Connect - Men's Book Breakfast #1
Notes from our first discussion at the Men's Book Breakfast on April 24th, 2022.
Gentlemen,
On Sunday, we started reading Connect by David Bradford. It's slowly turning out to be an excellent guide in building exceptional relationships.
Here are some thought points on what we discussed.
Why do you need to read this book?
When people do business with people, it's not just about ideas, machines, strategies, or even money. Your relationships are the ultimate currency—the ultimate determinant of whether you will succeed, even in your future ventures. Overall, building exceptional relationships makes you a better human being and a better leader.
What is an exceptional relationship?
One where you have a sense of safety and honesty with another person, and the growth opportunities are unlimited. When your interactions with another person are at their most authentic, there is a paradigm shift. It's more than a collection of skills and competencies; it's fundamentally about a different way of being. And therein lies something that feels magical.
Is it possible to develop exceptional relationships with anyone?
It is possible to develop exceptional relationships with someone we seem to have little in common outwardly.
It doesn't have to happen with everyone - You may have colleagues who offer great professional collaboration but are not your closest friends. These relationships provide partnership, social interaction, intellectual stimulation, professional validation, and fun. They're less intense, and that's perfectly fine. What's more, you need them.
Not every dessert can be chocolate soufflé, and not every interaction has to be with someone who knows you deeply.
How do you build exceptional relationships?
You move beyond surface conversations. Not necessarily use up more time, but commit to learning about ourselves and the other truly.
The 15% Rule.
We constantly assess what's appropriate to share in any given interaction—often choosing safety when it could be too risky to overshare. So we're usually discrete in the early stages of a relationship.

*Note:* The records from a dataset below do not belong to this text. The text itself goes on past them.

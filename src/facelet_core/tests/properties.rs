use facelet_core::{
    Cube, Direction, Face, FaceletState, MoveDescriptor, Slab, Turn,
    analysis::{derive_scheme, find_defects, has_valid_color_quantities, is_solved},
    moves::{apply, apply_turn},
};
use itertools::Itertools;

const SCHEME: [char; 6] = ['W', 'Y', 'R', 'O', 'B', 'G'];
const PALETTE: [char; 8] = ['W', 'Y', 'R', 'O', 'B', 'G', 'P', 'K'];

fn random_state(rng: &mut fastrand::Rng) -> FaceletState<char> {
    let mut state = FaceletState::solved(&SCHEME);
    for face in Face::ALL {
        for row in 0..3 {
            for col in 0..3 {
                if rng.u8(0..3) == 0 {
                    state.paint(face, row, col, PALETTE[rng.usize(0..PALETTE.len())]);
                }
            }
        }
    }
    state
}

fn random_states() -> Vec<FaceletState<char>> {
    let mut rng = fastrand::Rng::with_seed(0x5eed);
    (0..64).map(|_| random_state(&mut rng)).collect()
}

#[test_log::test]
fn quarter_turn_four_times_is_identity() {
    for state in random_states() {
        for face in Face::ALL {
            for dir in [Direction::Clockwise, Direction::CounterClockwise] {
                let mut turned = state.clone();
                for _ in 0..4 {
                    apply_turn(&mut turned, Turn::Face(face, dir));
                }
                assert_eq!(turned, state, "{face} {dir:?}");
            }
        }
    }
}

#[test_log::test]
fn turn_then_inverse_is_identity() {
    for state in random_states() {
        for face in Face::ALL {
            for dir in [Direction::Clockwise, Direction::CounterClockwise] {
                let mut turned = state.clone();
                apply_turn(&mut turned, Turn::Face(face, dir));
                apply_turn(&mut turned, Turn::Face(face, dir.inverse()));
                assert_eq!(turned, state, "{face} {dir:?}");
            }
        }
    }
}

#[test_log::test]
fn solved_means_uniform_faces() {
    for state in random_states() {
        let uniform = state
            .faces()
            .iter()
            .all(|grid| grid.iter().flatten().all(|c| c == &grid[0][0]));
        assert_eq!(is_solved(&state), uniform);
    }

    // Uniform faces in a scheme with repeated colors still count as solved
    let odd = FaceletState::solved(&['P', 'P', 'R', 'O', 'B', 'G']);
    assert!(is_solved(&odd));
    assert!(!has_valid_color_quantities(&odd));
}

#[test_log::test]
fn created_cubes_have_no_defects() {
    let mut rng = fastrand::Rng::with_seed(7);
    for _ in 0..32 {
        let mut colors = PALETTE;
        rng.shuffle(&mut colors);
        let scheme: [char; 6] = std::array::from_fn(|i| colors[i]);

        let state = FaceletState::solved(&scheme);
        assert!(find_defects(&state).is_empty(), "{scheme:?}");
        assert!(has_valid_color_quantities(&state), "{scheme:?}");
    }
}

#[test_log::test]
fn clean_slate_keeps_the_scheme() {
    for state in random_states() {
        let scheme = derive_scheme(&state);
        let mut cube = Cube::new(state);
        cube.clean_slate();

        assert!(cube.is_solved());
        assert_eq!(cube.scheme(), scheme);
    }
}

#[test_log::test]
fn restore_is_idempotent() {
    let mut rng = fastrand::Rng::with_seed(11);
    for state in random_states() {
        let mut cube = Cube::new(state);
        for _ in 0..10 {
            let token = ["R", "Ui", "F2", "H", "Vi", "RS", "CD"][rng.usize(0..7)];
            cube.execute(token).unwrap();
        }

        cube.restore();
        let once = cube.state().clone();
        cube.restore();
        assert_eq!(cube.state(), &once);
        assert_eq!(cube.state(), cube.baseline());
    }
}

#[test_log::test]
fn right_then_inverse_on_a_solved_cube() {
    let mut cube = Cube::solved(&SCHEME);
    cube.execute("R").unwrap();
    assert!(!cube.is_solved());
    cube.execute("Ri").unwrap();
    assert_eq!(cube.state(), &FaceletState::solved(&SCHEME));
}

#[test_log::test]
fn double_turn_twice_equals_four_quarter_turns() {
    let mut doubled = Cube::solved(&SCHEME);
    doubled.execute("R2").unwrap();
    assert!(!doubled.is_solved());
    doubled.execute("R2").unwrap();

    let mut quartered = Cube::solved(&SCHEME);
    quartered.execute("R R R R").unwrap();

    assert_eq!(doubled.state(), quartered.state());
    assert_eq!(doubled.state(), &FaceletState::solved(&SCHEME));
}

#[test_log::test]
fn repainted_up_facelet_is_excessive() {
    let mut cube = Cube::solved(&SCHEME);
    let right = cube.scheme()[Face::Right];
    cube.paint(Face::Up, 0, 1, right);

    assert_eq!(cube.state().iter().filter(|&&c| c == right).count(), 10);

    let report = cube.defects();
    assert_eq!(report.excessive, vec![right]);
    assert!(report.redundant.is_empty());
    assert!(!report.too_many_colors);
    assert!(!cube.has_valid_color_quantities());
}

#[test_log::test]
fn slab_matches_its_primitives() {
    let mut cube = Cube::solved(&SCHEME);
    cube.execute("RS").unwrap();

    let mut manual = FaceletState::solved(&SCHEME);
    for turn in Slab::Right.sequence() {
        apply_turn(&mut manual, turn);
    }

    assert_eq!(
        Slab::Right.sequence().iter().join(" "),
        "Ui H D"
    );
    assert_eq!(cube.state(), &manual);

    let mut scrambled = Cube::solved(&SCHEME);
    scrambled.execute("scramble").unwrap();
    let mut by_primitives = scrambled.state().clone();
    scrambled.execute("RS").unwrap();
    apply(&mut by_primitives, &"Ui".parse::<MoveDescriptor>().unwrap());
    apply(&mut by_primitives, &"H".parse::<MoveDescriptor>().unwrap());
    apply(&mut by_primitives, &"D".parse::<MoveDescriptor>().unwrap());
    assert_eq!(scrambled.state(), &by_primitives);
}

#[test_log::test]
fn rejected_batch_keeps_earlier_moves() {
    let mut cube = Cube::solved(&SCHEME);
    let rx = cube.subscribe();

    let err = cube.execute("R, U, Z2, F").unwrap_err();
    assert_eq!(err.applied, 2);
    assert_eq!(
        err.to_string(),
        "Invalid move notation: `Z2` (after 2 applied move(s))"
    );

    let heard = rx.try_iter().map(|event| event.descriptor.to_string()).collect_vec();
    assert_eq!(heard, vec!["R", "U"]);

    let mut expected = FaceletState::solved(&SCHEME);
    apply_turn(&mut expected, Turn::Face(Face::Right, Direction::Clockwise));
    apply_turn(&mut expected, Turn::Face(Face::Up, Direction::Clockwise));
    assert_eq!(cube.state(), &expected);
}

#[test_log::test]
fn scramble_then_inverse_solves() {
    let mut cube = Cube::solved(&SCHEME);
    cube.execute("scramble").unwrap();
    assert!(!cube.is_solved());
    assert!(cube.has_valid_color_quantities());

    let undo = facelet_core::notation::SCRAMBLE
        .iter()
        .rev()
        .map(|token| token.parse::<MoveDescriptor>().unwrap().inverse().to_string())
        .join(" ");
    cube.execute(&undo).unwrap();
    assert!(cube.is_solved());
}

But how do we gradually build the relationship? How do we avoid stagnation?
Consider the diagram above. At the beginning of any relationship, we start in the zone of comfort. Where you feel entirely safe in what you say or do. You say hi to your colleagues at work. You maybe share chequered opinions of the latest trends. But it's pretty safe. You don't think much of it.
The outermost ring is the zone of danger. It's full of things you wouldn't consider saying or doing, given the likelihood of a negative outcome.

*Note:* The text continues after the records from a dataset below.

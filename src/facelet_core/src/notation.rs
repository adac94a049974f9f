//! Move notation.
//!
//! A token is `<base><i?><digits?>`. The base is one of the face letters
//! `F B U D L R`, the slices `H V`, the slabs `RS LS US DS` or the whole cube
//! turns `CR CL CU CD`. A trailing `i` (or an apostrophe) selects the inverse
//! and the digits give how many times to repeat the move.
//!
//! A command line is a list of tokens separated by whitespace or commas,
//! except for the two literal commands `scramble` and `clean slate`.

use std::{num::NonZeroU32, str::FromStr};

use itertools::Itertools;
use thiserror::Error;

use crate::{
    face::Face,
    moves::{CubeTurn, Direction, MoveDescriptor, MoveKind, Slab, Slice, Turn},
};

/// The fixed sequence that the `scramble` command expands to.
pub const SCRAMBLE: [&str; 24] = [
    "R", "U", "Fi", "D2", "L", "B2", "Ui", "R2", "F", "Li", "D", "B", //
    "U2", "Ri", "F2", "Di", "L2", "Bi", "U", "R", "F2", "Li", "D", "B",
];

#[derive(Error, Debug, Clone, PartialEq, Eq)]
pub enum ParseError {
    #[error("Invalid move notation: `{0}`")]
    InvalidNotation(String),
}

/// A parsed command line.
#[derive(Debug, Clone, PartialEq, Eq)]
pub enum Command<'a> {
    /// Apply the [`SCRAMBLE`] sequence.
    Scramble,
    /// Reset the cube to solved in its current color scheme.
    CleanSlate,
    /// Apply these tokens in order. They are parsed one at a time so that a
    /// bad token only stops the moves after it.
    Moves(Vec<&'a str>),
}

impl<'a> Command<'a> {
    pub fn parse(line: &'a str) -> Self {
        match line.split_whitespace().join(" ").as_str() {
            "scramble" => Command::Scramble,
            "clean slate" => Command::CleanSlate,
            _ => Command::Moves(tokens(line).collect()),
        }
    }

    /// The tokens this command applies, in order.
    pub fn tokens(&self) -> Vec<&'a str> {
        match self {
            Command::Scramble => SCRAMBLE.to_vec(),
            Command::CleanSlate => Vec::new(),
            Command::Moves(tokens) => tokens.clone(),
        }
    }
}

/// Splits a line into move tokens.
pub fn tokens(line: &str) -> impl Iterator<Item = &str> {
    line.split(|c: char| c.is_whitespace() || c == ',')
        .filter(|token| !token.is_empty())
}

const BASES: [(&str, MoveKind); 16] = {
    use Direction::Clockwise as Cw;

    [
        // Two letter bases first so that `RS` is not read as `R` then `S`
        ("RS", MoveKind::Slab(Slab::Right)),
        ("LS", MoveKind::Slab(Slab::Left)),
        ("US", MoveKind::Slab(Slab::Up)),
        ("DS", MoveKind::Slab(Slab::Down)),
        ("CR", MoveKind::Turn(Turn::Cube(CubeTurn::Right))),
        ("CL", MoveKind::Turn(Turn::Cube(CubeTurn::Left))),
        ("CU", MoveKind::Turn(Turn::Cube(CubeTurn::Up))),
        ("CD", MoveKind::Turn(Turn::Cube(CubeTurn::Down))),
        ("F", MoveKind::Turn(Turn::Face(Face::Front, Cw))),
        ("B", MoveKind::Turn(Turn::Face(Face::Back, Cw))),
        ("U", MoveKind::Turn(Turn::Face(Face::Up, Cw))),
        ("D", MoveKind::Turn(Turn::Face(Face::Down, Cw))),
        ("L", MoveKind::Turn(Turn::Face(Face::Left, Cw))),
        ("R", MoveKind::Turn(Turn::Face(Face::Right, Cw))),
        ("H", MoveKind::Turn(Turn::Slice(Slice::Horizontal))),
        ("V", MoveKind::Turn(Turn::Slice(Slice::Vertical))),
    ]
};

/// Parses a single move token.
///
/// # Errors
///
/// Returns [`ParseError::InvalidNotation`] if the token has an unknown base,
/// trailing garbage, or a repeat count that is zero or does not fit in a
/// `u32`.
pub fn parse_move(token: &str) -> Result<MoveDescriptor, ParseError> {
    let invalid = || ParseError::InvalidNotation(token.to_owned());

    let normalized = token.replace('\'', "i");

    let (kind, rest) = BASES
        .iter()
        .find_map(|&(base, kind)| normalized.strip_prefix(base).map(|rest| (kind, rest)))
        .ok_or_else(invalid)?;

    let (kind, digits) = match rest.strip_prefix('i') {
        Some(digits) => (kind.inverse(), digits),
        None => (kind, rest),
    };

    let count = if digits.is_empty() {
        NonZeroU32::MIN
    } else if digits.bytes().all(|b| b.is_ascii_digit()) {
        digits.parse::<NonZeroU32>().map_err(|_| invalid())?
    } else {
        return Err(invalid());
    };

    Ok(MoveDescriptor::new(kind, count))
}

/// Parses every token of a line, failing on the first bad one.
///
/// # Errors
///
/// Returns the error of the first token that fails to parse.
pub fn parse_sequence(line: &str) -> Result<Vec<MoveDescriptor>, ParseError> {
    tokens(line).map(parse_move).collect()
}

impl FromStr for MoveDescriptor {
    type Err = ParseError;

    fn from_str(s: &str) -> Result<Self, Self::Err> {
        parse_move(s)
    }
}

The ring between comfort and danger is the zone of learning. Where you are unsure how another will respond, this is typically the zone where people learn about each other.
Most people are concerned about venturing into the Learning zone at the risk of unintentionally ending up in the Danger zone. But you could continuously test the waters by venturing out 15% further and 15% more if you're well received.
The role of emotions
A great musical score requires both high treble and lower bass notes. In the same way, to communicate well, we must express both thoughts and feelings.
Feelings/emotions give meaning to facts/thoughts.
Feelings also can indicate the intensity of an experience. In reacting to another’s behavior, you could be slightly bothered, annoyed, upset, angry, or furious. These different degrees are crucial in human interaction; they illustrate a lot about who you are. Emotions provide color, drawing others to us in a way that being utterly unemotional and rational does not.
David Bradford, Ph.D.; Carole Robin, Ph.D.. Connect
Your role is to discern what feelings the other person is trying to communicate. There are plenty of emotions in any given context - anger, sadness, joy, envy, and fear. Consider them as choices or paths for you to stretch yourself and be closer to the other person.
The vulnerability question.
Vulnerability is when you are uncertain about the impact of your disclosure. But most times, people in your life will see you as stronger and more credible when you take that risk. It's the key to authenticity.
Having agency.
Too often, people put their toe in the water with a small disclosure and then stop in the absence of a response. You might need to take a slightly more noticeable risk before the other person responds.
When you don't know the outcome, taking the risk is central to building deep personal relationships. On this journey, you have to trust the process, believing that in the long run, by disclosing first, you are more likely to build trust, gain acceptance, and achieve the relationship you most want. This is what "having agency" is all about.